И «пластичность» памяти, и сила забвения реализуются у Лебедева как стратегии избегания/уклонения[405], приводя в действие механизм исключения из нарратива о прошлом того, что представляется неподходящим и неудобным с точки зрения актуальных жизненных и идеологических запросов и потребностей. Именно таким образом, по линии выборочной нарративизации прошлого, функционирует, например, личная память героя, работающая на вытеснение его тягостных в своей мрачной таинственности эпизодов: «мне показалось, что прошлое наконец-то ушло, Второй дед оставил меня в покое; я даже думал, что теперь смогу бывать на кладбище чаще – я пережил его власть над собой, ей вышел срок давности, определенный какими-то незнаемыми, но действенными законами, и в новом времени я сумею еще больше отдалить те давние переживания…» (119).

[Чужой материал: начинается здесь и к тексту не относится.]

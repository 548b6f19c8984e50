use super::vendor::VendorId;
use serde::{Deserialize, Serialize};
use std::fmt;
use std::str::FromStr;
use thiserror::Error;

/// Analysis horizon bounds in years
pub const MIN_YEARS: u32 = 1;
pub const MAX_YEARS: u32 = 5;
pub const DEFAULT_YEARS: u32 = 3;

/// Upper bound for device and user counts
pub const MAX_ENDPOINTS: u64 = 10_000_000;

/// Industry vertical; selects compliance frameworks, risk capabilities and
/// the business-value constants used for a comparison.
#[derive(Debug, Clone, Copy, PartialEq, Eq, PartialOrd, Ord, Hash, Serialize, Deserialize)]
#[serde(rename_all = "snake_case")]
pub enum Industry {
    Healthcare,
    Financial,
    Retail,
    Manufacturing,
    Education,
    Government,
    Technology,
    Default,
}

impl Industry {
    pub const ALL: [Industry; 8] = [
        Industry::Healthcare,
        Industry::Financial,
        Industry::Retail,
        Industry::Manufacturing,
        Industry::Education,
        Industry::Government,
        Industry::Technology,
        Industry::Default,
    ];

    pub fn as_str(&self) -> &'static str {
        match self {
            Industry::Healthcare => "healthcare",
            Industry::Financial => "financial",
            Industry::Retail => "retail",
            Industry::Manufacturing => "manufacturing",
            Industry::Education => "education",
            Industry::Government => "government",
            Industry::Technology => "technology",
            Industry::Default => "default",
        }
    }
}

impl FromStr for Industry {
    type Err = String;

    fn from_str(s: &str) -> Result<Self, Self::Err> {
        match normalize(s).as_str() {
            "healthcare" => Ok(Industry::Healthcare),
            "financial" | "finance" | "financial_services" => Ok(Industry::Financial),
            "retail" => Ok(Industry::Retail),
            "manufacturing" => Ok(Industry::Manufacturing),
            "education" => Ok(Industry::Education),
            "government" => Ok(Industry::Government),
            "technology" | "tech" => Ok(Industry::Technology),
            "default" | "general" => Ok(Industry::Default),
            _ => Err(format!(
                "Invalid industry: {}. Valid values: healthcare, financial, retail, manufacturing, education, government, technology, default",
                s
            )),
        }
    }
}

impl fmt::Display for Industry {
    fn fmt(&self, f: &mut fmt::Formatter<'_>) -> fmt::Result {
        f.write_str(self.as_str())
    }
}

/// Organization size bracket
#[derive(Debug, Clone, Copy, PartialEq, Eq, PartialOrd, Ord, Hash, Serialize, Deserialize)]
#[serde(rename_all = "snake_case")]
pub enum OrgSize {
    Small,
    Medium,
    Large,
    Enterprise,
}

impl OrgSize {
    /// Bracket implied by a device count when none is given explicitly
    pub fn for_devices(devices: u64) -> Self {
        match devices {
            0..=499 => OrgSize::Small,
            500..=2_499 => OrgSize::Medium,
            2_500..=9_999 => OrgSize::Large,
            _ => OrgSize::Enterprise,
        }
    }

    pub fn as_str(&self) -> &'static str {
        match self {
            OrgSize::Small => "small",
            OrgSize::Medium => "medium",
            OrgSize::Large => "large",
            OrgSize::Enterprise => "enterprise",
        }
    }
}

impl FromStr for OrgSize {
    type Err = String;

    fn from_str(s: &str) -> Result<Self, Self::Err> {
        match normalize(s).as_str() {
            "small" => Ok(OrgSize::Small),
            "medium" => Ok(OrgSize::Medium),
            "large" => Ok(OrgSize::Large),
            "enterprise" => Ok(OrgSize::Enterprise),
            _ => Err(format!(
                "Invalid organization size: {}. Valid values: small, medium, large, enterprise",
                s
            )),
        }
    }
}

impl fmt::Display for OrgSize {
    fn fmt(&self, f: &mut fmt::Formatter<'_>) -> fmt::Result {
        f.write_str(self.as_str())
    }
}

/// Geographic region; scales labor and hardware costs.
#[derive(Debug, Clone, Copy, PartialEq, Eq, PartialOrd, Ord, Hash, Serialize, Deserialize)]
#[serde(rename_all = "snake_case")]
pub enum Region {
    NorthAmerica,
    Europe,
    AsiaPacific,
    LatinAmerica,
    MiddleEast,
}

impl Region {
    pub fn as_str(&self) -> &'static str {
        match self {
            Region::NorthAmerica => "north_america",
            Region::Europe => "europe",
            Region::AsiaPacific => "asia_pacific",
            Region::LatinAmerica => "latin_america",
            Region::MiddleEast => "middle_east",
        }
    }
}

impl FromStr for Region {
    type Err = String;

    fn from_str(s: &str) -> Result<Self, Self::Err> {
        match normalize(s).as_str() {
            "north_america" | "na" => Ok(Region::NorthAmerica),
            "europe" | "eu" => Ok(Region::Europe),
            "asia_pacific" | "apac" => Ok(Region::AsiaPacific),
            "latin_america" | "latam" => Ok(Region::LatinAmerica),
            "middle_east" | "me" => Ok(Region::MiddleEast),
            _ => Err(format!(
                "Invalid region: {}. Valid values: north_america, europe, asia_pacific, latin_america, middle_east",
                s
            )),
        }
    }
}

impl fmt::Display for Region {
    fn fmt(&self, f: &mut fmt::Formatter<'_>) -> fmt::Result {
        f.write_str(self.as_str())
    }
}

fn normalize(s: &str) -> String {
    s.trim().to_lowercase().replace(['-', ' '], "_")
}

/// A problem that prevents a configuration from being evaluated.
#[derive(Debug, Clone, PartialEq, Eq, Error)]
pub enum ConfigurationIssue {
    #[error("device count is required")]
    MissingDeviceCount,

    #[error("device count must be between 1 and {max} (got {value})")]
    DeviceCountOutOfRange { value: u64, max: u64 },

    #[error("user count must be between 1 and {max} (got {value})")]
    UserCountOutOfRange { value: u64, max: u64 },

    #[error("analysis horizon must be between {min} and {max} years (got {value})")]
    YearsOutOfRange { value: u32, min: u32, max: u32 },

    #[error("unknown industry '{value}'")]
    UnknownIndustry { value: String },

    #[error("unknown organization size '{value}'")]
    UnknownOrgSize { value: String },

    #[error("unknown region '{value}'")]
    UnknownRegion { value: String },

    #[error("no vendors selected")]
    NoVendorsSelected,

    #[error("invalid vendor id '{value}': {reason}")]
    InvalidVendorId { value: String, reason: String },

    #[error("baseline vendor '{vendor}' is not among the selected vendors")]
    BaselineNotSelected { vendor: String },

    #[error("none of the selected vendors exist in dataset version {dataset_version}")]
    NoKnownVendors { dataset_version: String },

    #[error("baseline vendor '{vendor}' is not in the dataset")]
    UnknownBaselineVendor { vendor: String },
}

/// Unvalidated analysis parameters as collected from flags or a config file.
#[derive(Debug, Clone, Default, PartialEq)]
pub struct ConfigurationInput {
    pub devices: Option<u64>,
    pub users: Option<u64>,
    pub years: Option<u32>,
    pub industry: Option<String>,
    pub org_size: Option<String>,
    pub region: Option<String>,
    pub vendors: Vec<String>,
    pub baseline_vendor: Option<String>,
}

impl ConfigurationInput {
    /// Validates every field, collecting all issues rather than stopping at
    /// the first one.
    pub fn validate(&self) -> Result<AnalysisConfiguration, Vec<ConfigurationIssue>> {
        let mut issues = Vec::new();

        let devices = match self.devices {
            None => {
                issues.push(ConfigurationIssue::MissingDeviceCount);
                None
            }
            Some(value) if value == 0 || value > MAX_ENDPOINTS => {
                issues.push(ConfigurationIssue::DeviceCountOutOfRange {
                    value,
                    max: MAX_ENDPOINTS,
                });
                None
            }
            Some(value) => Some(value),
        };

        let users = match self.users {
            Some(value) if value == 0 || value > MAX_ENDPOINTS => {
                issues.push(ConfigurationIssue::UserCountOutOfRange {
                    value,
                    max: MAX_ENDPOINTS,
                });
                None
            }
            other => other,
        };

        let years = self.years.unwrap_or(DEFAULT_YEARS);
        if !(MIN_YEARS..=MAX_YEARS).contains(&years) {
            issues.push(ConfigurationIssue::YearsOutOfRange {
                value: years,
                min: MIN_YEARS,
                max: MAX_YEARS,
            });
        }

        let industry = parse_or_issue(self.industry.as_deref(), Industry::Default, |value| {
            ConfigurationIssue::UnknownIndustry { value }
        });
        let region = parse_or_issue(self.region.as_deref(), Region::NorthAmerica, |value| {
            ConfigurationIssue::UnknownRegion { value }
        });
        let org_size: Option<Result<OrgSize, ConfigurationIssue>> = self
            .org_size
            .as_deref()
            .map(|raw| {
                raw.parse().map_err(|_| ConfigurationIssue::UnknownOrgSize {
                    value: raw.to_string(),
                })
            });

        let mut vendors: Vec<VendorId> = Vec::new();
        for raw in &self.vendors {
            match VendorId::parse(raw) {
                Ok(id) => {
                    if !vendors.contains(&id) {
                        vendors.push(id);
                    }
                }
                Err(e) => issues.push(ConfigurationIssue::InvalidVendorId {
                    value: raw.clone(),
                    reason: e.to_string(),
                }),
            }
        }
        if self.vendors.is_empty() {
            issues.push(ConfigurationIssue::NoVendorsSelected);
        }

        let baseline_vendor = match self.baseline_vendor.as_deref() {
            None => None,
            Some(raw) => match VendorId::parse(raw) {
                Ok(id) if vendors.contains(&id) => Some(id),
                Ok(id) => {
                    issues.push(ConfigurationIssue::BaselineNotSelected {
                        vendor: id.to_string(),
                    });
                    None
                }
                Err(e) => {
                    issues.push(ConfigurationIssue::InvalidVendorId {
                        value: raw.to_string(),
                        reason: e.to_string(),
                    });
                    None
                }
            },
        };

        let industry = industry.map_err(|issue| issues.push(issue)).ok();
        let region = region.map_err(|issue| issues.push(issue)).ok();
        let org_size = match org_size {
            Some(Err(issue)) => {
                issues.push(issue);
                None
            }
            Some(Ok(size)) => Some(size),
            None => None,
        };

        match (devices, industry, region) {
            (Some(devices), Some(industry), Some(region)) if issues.is_empty() => {
                Ok(AnalysisConfiguration {
                    devices,
                    users: users.unwrap_or(devices),
                    years,
                    industry,
                    org_size: org_size.unwrap_or_else(|| OrgSize::for_devices(devices)),
                    region,
                    vendors,
                    baseline_vendor,
                })
            }
            _ => Err(issues),
        }
    }
}

fn parse_or_issue<T: FromStr>(
    raw: Option<&str>,
    default: T,
    issue: impl FnOnce(String) -> ConfigurationIssue,
) -> Result<T, ConfigurationIssue> {
    match raw {
        None => Ok(default),
        Some(value) => value.parse().map_err(|_| issue(value.to_string())),
    }
}

/// Validated analysis parameters. Replaced wholesale when anything changes.
#[derive(Debug, Clone, PartialEq, Serialize)]
pub struct AnalysisConfiguration {
    devices: u64,
    users: u64,
    years: u32,
    industry: Industry,
    org_size: OrgSize,
    region: Region,
    vendors: Vec<VendorId>,
    baseline_vendor: Option<VendorId>,
}

impl AnalysisConfiguration {
    pub fn devices(&self) -> u64 {
        self.devices
    }

    pub fn users(&self) -> u64 {
        self.users
    }

    pub fn years(&self) -> u32 {
        self.years
    }

    pub fn industry(&self) -> Industry {
        self.industry
    }

    pub fn org_size(&self) -> OrgSize {
        self.org_size
    }

    pub fn region(&self) -> Region {
        self.region
    }

    /// Selected vendors in selection order, de-duplicated
    pub fn vendors(&self) -> &[VendorId] {
        &self.vendors
    }

    pub fn baseline_vendor(&self) -> Option<&VendorId> {
        self.baseline_vendor.as_ref()
    }

    /// Returns a copy with a different horizon, re-checking its bounds.
    pub fn with_years(&self, years: u32) -> Option<Self> {
        (MIN_YEARS..=MAX_YEARS).contains(&years).then(|| Self {
            years,
            ..self.clone()
        })
    }
}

Но механизм этот продуцирует травматический результат – прямо противоположный тому терапевтическому эффекту «счастливого забвения», которое являет собой, в свою очередь, плод «примиренной» с прошлым и простившей памяти[406]. Cтать таковой память, согласно Лебедеву, может, лишь превратившись в сознательный проект по противостоянию разрушительной силе олицетворяющего «негативное» забвение Кроноса и по возвращению в историю прошлого в его целостности и неделимости на «принимаемое» и «отвергаемое»[407].
Проект этот реализуется в «Пределе забвения» в двух измерениях. С одной стороны, как проект личной, индивидуальной памяти рассказчика, который в поисках собственной идентичности постоянно мысленно возвращается в прошлое: микроистория организует повествовательное пространство как череду сменяющих и нанизывающихся друг на друга воспоминаний героя о детстве, которое прошло под тягостным и загадочным влиянием Второго деда и которое составляет предмет анализа и рефлексии в настоящем.
В результате Второй дед упрочил свою власть надо мной; любой поступок, любое слово оценивались – а как они скажутся на Втором деде? Примечательно, что никто при этом слишком уж сильно не любил его; я и сам в какие-то моменты, когда он казался вполне безобидным человеком, раздумывал: почему я не могу полюбить его – это спасло бы меня от постоянного ощущения, что мной пытаются завладеть, и я, может быть, принял бы его власть с радостью. Я даже – вполне по-детски – старался сделать так, чтобы полюбить его; пытался уяснить карту своего внутреннего устройства, найти на ней область, в которой зарождается то, что составляет физиологический фон любви – теплота, ощущение открытости, словно в груди расходятся какие-то створки; пытался, но потерпел неудачу – Второго деда невозможно было любить (75).
Однако «личные сюжеты» и «мелкие впечатления», маленькое, «обжитое» прошлое, возделываемое на «пятачке личной памяти» (79, 80), оказываются путеводными нитями, выводящими сюжет в макроисторию «целокупного прошлого» (300). Герой причисляет себя к первым свидетелям этого нового, создаваемого на наших глазах случившегося: «…мы были взаимно готовы, я – тронуться, путь – пропустить меня» (201); «Теперь я вступал в пространство, где не было свидетелей» (347). Рассказ о драме семейного травматического прошлого перерастает в повествование о том времени и том месте, где индивидуальная история пересекается с травмами истории национальной, и именно на точке пересечения этих повествовательных перспектив лебедевский текст становится частью метанарратива о возникновении и преодолении табу коллективной памяти.